All’indomani dell’attentato terroristico ad Ankara (il terzo in pochi mesi), il presidente Erdogan ha annunciato che inasprirà ulteriormente l’azione contro il terrorismo, colpendo giornalisti e politici sospettati di favoreggiamento alle organizzazioni terroristiche. Sua volontà sarebbe anche quella di sospendere l’immunità parlamentare per gli esponenti dell’HDP (Partito Democratico del Popolo, filocurdo). Questa misura comunque deve essere votata in Parlamento, precisa Mourenza. “Nella politica turca lo spazio per le opposizioni è sempre minore, soprattutto perché, attraverso la repressione, la cooptazione o l’acquisto, si è garantito l’acquiescenza dell’80% dei mezzi di comunicazione e, pertanto controlla buona parte dell’informazione offerta all’opinione pubblica. Tuttavia bisogna dire che in Turchia, molto più che in qualsiasi altro Paese d’Europa, i giornalisti critici e gli oppositori esercitano con coraggio e ostinazione il loro mestiere nonostante tutti gli ostacoli”.

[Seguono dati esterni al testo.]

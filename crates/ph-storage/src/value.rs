//! Parameter and result values.

use chrono::{DateTime, Utc};

/// A value bound to an insert parameter or read from a result column.
#[derive(Debug, Clone, PartialEq)]
pub enum Value {
    Null,
    String(String),
    Float64(f64),
    UInt64(u64),
    Int64(i64),
    DateTime(DateTime<Utc>),
    StringArray(Vec<String>),
}

impl Value {
    pub fn as_str(&self) -> Option<&str> {
        match self {
            Value::String(s) => Some(s),
            _ => None,
        }
    }

    /// Numeric view of the value. Integers widen; `Null` reads as NaN, which
    /// is how the store reports an empty aggregate.
    pub fn as_f64(&self) -> Option<f64> {
        match self {
            Value::Float64(v) => Some(*v),
            Value::UInt64(v) => Some(*v as f64),
            Value::Int64(v) => Some(*v as f64),
            Value::Null => Some(f64::NAN),
            _ => None,
        }
    }

    pub fn as_i64(&self) -> Option<i64> {
        match self {
            Value::Int64(v) => Some(*v),
            Value::UInt64(v) => i64::try_from(*v).ok(),
            Value::Float64(v) if v.is_finite() => Some(*v as i64),
            _ => None,
        }
    }

    pub fn as_string_array(&self) -> Option<&[String]> {
        match self {
            Value::StringArray(v) => Some(v),
            _ => None,
        }
    }

    /// Short type name for error messages.
    pub fn type_name(&self) -> &'static str {
        match self {
            Value::Null => "Null",
            Value::String(_) => "String",
            Value::Float64(_) => "Float64",
            Value::UInt64(_) => "UInt64",
            Value::Int64(_) => "Int64",
            Value::DateTime(_) => "DateTime",
            Value::StringArray(_) => "Array(String)",
        }
    }
}

/// One result row: named columns in result order.
#[derive(Debug, Clone, Default, PartialEq)]
pub struct Row {
    columns: Vec<(String, Value)>,
}

impl Row {
    pub fn new() -> Self {
        Self::default()
    }

    pub fn with_capacity(n: usize) -> Self {
        Self {
            columns: Vec::with_capacity(n),
        }
    }

    pub fn push(&mut self, name: impl Into<String>, value: Value) {
        self.columns.push((name.into(), value));
    }

    pub fn get(&self, name: &str) -> Option<&Value> {
        self.columns
            .iter()
            .find(|(n, _)| n == name)
            .map(|(_, v)| v)
    }

    pub fn iter(&self) -> impl Iterator<Item = (&str, &Value)> {
        self.columns.iter().map(|(n, v)| (n.as_str(), v))
    }

    pub fn len(&self) -> usize {
        self.columns.len()
    }

    pub fn is_empty(&self) -> bool {
        self.columns.is_empty()
    }
}

impl FromIterator<(String, Value)> for Row {
    fn from_iter<I: IntoIterator<Item = (String, Value)>>(iter: I) -> Self {
        Self {
            columns: iter.into_iter().collect(),
        }
    }
}

#[cfg(test)]
mod tests {
    use super::*;

    #[test]
    fn numeric_views() {
        assert_eq!(Value::UInt64(60_000).as_i64(), Some(60_000));
        assert_eq!(Value::UInt64(u64::MAX).as_i64(), None);
        assert_eq!(Value::Int64(-3).as_f64(), Some(-3.0));
        assert!(Value::Null.as_f64().unwrap().is_nan());
        assert_eq!(Value::String("1".into()).as_f64(), None);
    }

    #[test]
    fn row_lookup_by_name() {
        let mut row = Row::new();
        row.push("t", Value::UInt64(1000));
        row.push("job", Value::String("node".into()));
        assert_eq!(row.get("job").and_then(Value::as_str), Some("node"));
        assert!(row.get("missing").is_none());
        assert_eq!(row.len(), 2);
    }
}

Erdogan ha vinto le elezioni di Novembre presentandosi come il leader forte in grado di garantire l’unità nazionale e la stabilità. Invece la Turchia è precipitata in uno dei momenti più neri della sua storia. Disgraziatamente il suo partito, secondo Mourenza, all’interno del quale prima esisteva un dibattito interno, si limita a eseguire gli ordini del leader. Erdogan ha tagliato fuori coloro i quali avrebbero potuto oscurarlo o avessero osato criticarlo, e in ogni caso nessun altro membro del partito ha a disposizione la macchina politica in grado di competere con lui. Nel frattempo sta riuscendo a cancellare i confini fra Partito, Amministrazione e Stato, per cui ha a disposizione ingenti risorse per mantenere il potere.

È a questo Paese che l’Europa stretta tra realpolitik, divisioni interne, avanzata dei populismi nazionalisti sta per affidare le chiavi dei propri confini.